In order to secure her return to Virginia, Trump had Egypt's strongman president Abdel Fattah al-Sisi over to the White House and said a few nice things about him. al-Sisi got the full on schmuze treatment. Trump's schmuzing incensed the Washington press core to no end. The previous administration had kept al-Sisi at arms length, but reversing course did the trick. When Aya visited the White House to thank the president for his effective intervention, all the networks and most newspapers covered it. Fox News was almost alone in demonstrating any enthusiasm. Democrat lawmakers, even those that had begged for her release earlier, were strangely silent now. The public either offered effusive praise for the president or kept quiet. Following the most divisive election in a lifetime, the breakdown was predictable. Those who had supported the president in the election were apt to congratulate him; those who didn't had nothing to say.

I wondered if maybe we were just too close to the election at the time. Hurt feelings still stung. People were still talking about Hillary's 3 million vote advantage. For them Trump only prevailed on a technicality. Or maybe this would be the new normal. For 40 percent of us, Donald Trump can do no wrong, while for another 40 percent he can do nothing right. The remaining 20 percent are an endangered species. Unfortunately, the political divide is still growing. We're closing in on the sort of tribalism common to the least happy and successful nations on Earth.
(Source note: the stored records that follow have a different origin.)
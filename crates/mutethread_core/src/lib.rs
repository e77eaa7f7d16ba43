//! Core logic for mutethread.
//! Propagates a manually applied mute tag down email reply trees, stopping
//! wherever the recipient is newly addressed.

pub mod db;
pub mod display;
pub mod ingest;
pub mod logging;
pub mod model;
pub mod repo;
pub mod search;
pub mod service;

pub use db::{open_db, open_db_in_memory, DbError, OpenMode};
pub use display::thread_view::{render_thread, MuteMarker, ThreadLine};
pub use ingest::{import_paths, parse_message, IngestError, IngestReport, IngestResult};
pub use logging::{default_log_level, init_logging, init_logging_with, logging_status, LogConfig};
pub use model::addressing::{AddressMatch, AddressMatcher, AddressingLevel};
pub use model::message::{MessageId, NewMessage};
pub use model::mute::{decide_mute, MuteTags, ParentContext};
pub use repo::message_repo::{
    MessageRecord, MessageStore, RepoError, RepoResult, SqliteMessageStore, ThreadQuery,
};
pub use search::query::{Query, QueryError};
pub use service::mute_service::{
    open_store, MuteConfig, MuteError, MuteReport, MuteResult, MuteService, PropagationStats,
};

/// Returns the core crate version.
pub fn core_version() -> &'static str {
    env!("CARGO_PKG_VERSION")
}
This is the new normal.

Last Sunday, when it was announced that Mexico had agreed to sweeping proposals to remedy the crises at our southern border, cheers were not heard from the plush new studios of NPR. Silence on the subject from media sources and Democrat presidential candidates would be an improvement compared to the swill they offered. You may have heard that Trump's threatened tariffs elicited no new policy proposals from the Mexican side. You may have heard that threatening to place tariffs on a country to force actions outside of trade is reckless and counterproductive. You may have heard or read that Trump achieved nothing more than resolving a problem that he himself created. You may have heard these ideas because they are hard to avoid from newsroom echo chambers. None are true. Truth is beside the point when it comes to racking up points against Donald Trump. I think the thinking goes that Trump is so awful that anything you say against him is justified. It serves a larger truth even if it lets a few untruths sneak out in the effort. Giving him credit for anything is never acceptable.

Credibility is no longer a matter of getting things right, unless getting things right means something much different from what it once did. It has morphed into picking sides politically and only broadcasting what appeals to your political faction, while casting others in the worst light possible. This is what passes for "the news" these days.
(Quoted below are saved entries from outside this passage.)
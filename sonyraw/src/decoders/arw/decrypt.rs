// SPDX-License-Identifier: LGPL-2.1
// Copyright 2021 Daniel Vogelbacher <daniel@chaospixel.com>

use std::io::{Read, Seek};

use log::debug;
use serde::{Deserialize, Serialize};

use crate::formats::tiff::read_from_file;

const PAD_SIZE: usize = 128;

/// Location and key of an encrypted byte region
#[derive(Debug, Copy, Clone, PartialEq, Eq, Serialize, Deserialize)]
pub struct EncryptedRegion {
  pub offset: u32,
  pub length: u32,
  pub key: [u8; 4],
}

/// Key stream for Sony SR2 encryption.
///
/// The 128 byte pad is seeded from the key and then regenerated in
/// place while it is consumed. Output depends only on key and position,
/// the stream must be driven byte by byte from the region start.
#[derive(Clone)]
pub struct PadStream {
  pad: [u8; PAD_SIZE],
  pos: usize,
}

impl PadStream {
  pub fn new(key: [u8; 4]) -> Self {
    let mut pad = [0_u8; PAD_SIZE];
    let mut mkey = u32::from_le_bytes(key);
    for p in pad.iter_mut().take(4) {
      mkey = mkey.wrapping_mul(48828125).wrapping_add(1);
      *p = (mkey >> 24) as u8;
    }
    pad[3] = (pad[3] << 1) | ((pad[0] ^ pad[2]) >> 7);
    for p in 4..PAD_SIZE - 1 {
      pad[p] = ((pad[p - 4] ^ pad[p - 2]) << 1) | ((pad[p - 3] ^ pad[p - 1]) >> 7);
    }
    Self { pad, pos: PAD_SIZE - 1 }
  }

  #[inline(always)]
  pub fn next_byte(&mut self) -> u8 {
    let p = self.pos;
    let v = self.pad[(p + 1) & 127] ^ self.pad[(p + 65) & 127];
    self.pad[p] = v;
    self.pos = (p + 1) & 127;
    v
  }

  /// XOR the key stream into `buf`
  pub fn apply(&mut self, buf: &mut [u8]) {
    for b in buf.iter_mut() {
      *b ^= self.next_byte();
    }
  }
}

impl std::fmt::Debug for PadStream {
  fn fmt(&self, f: &mut std::fmt::Formatter<'_>) -> std::fmt::Result {
    // Don't print key material
    f.debug_struct("PadStream").field("pos", &self.pos).finish()
  }
}

/// Decrypt a buffer that was encrypted from its first byte with `key`
pub fn sony_decrypt(data: &[u8], key: [u8; 4]) -> Vec<u8> {
  let mut out = data.to_vec();
  PadStream::new(key).apply(&mut out);
  out
}

/// The transform is an XOR with the key stream, so encryption
/// is the same operation.
pub fn sony_encrypt(data: &[u8], key: [u8; 4]) -> Vec<u8> {
  sony_decrypt(data, key)
}

/// Read and decrypt a region from file
pub fn decrypt_region<R: Read + Seek>(file: &mut R, region: &EncryptedRegion) -> crate::Result<Vec<u8>> {
  debug!("Decrypt region at {} with {} bytes", region.offset, region.length);
  let mut buf = read_from_file(file, region.offset as u64, region.length as u64)?;
  PadStream::new(region.key).apply(&mut buf);
  Ok(buf)
}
Our president is unique. He's one of a kind. I get it if you find his style unpalatable. He's made me squirm often. I can't believe the stuff that comes out of his mouth. For style points the guy rates around minus 4. When it comes to what he's actually done, there's more reason for hope. If you're not on board with tax cuts for 80 percent of taxpayers, reducing burdensome and unnecessary regulations, reforming criminal sentencing so that deserving inmates don't have to spend their lives rotting away behind bars, full employment, or rewriting trade agreements that disadvantage us then you certainly have good reason to disapprove of, if not hate, him. If you think any of these accomplishments have merit and you still can't stand the president then maybe you ought to rethink that. Maybe you're favoring style over substance. Maybe you're listening to Trump's negative national press without granting it the skepticism it richly deserves.

I didn't support Trump in 2016. I'm reconsidering that position for 2020. Maybe the argument we heard for him during that last election was correct after all. Maybe a disruptor is exactly what we needed. Maybe we need him still.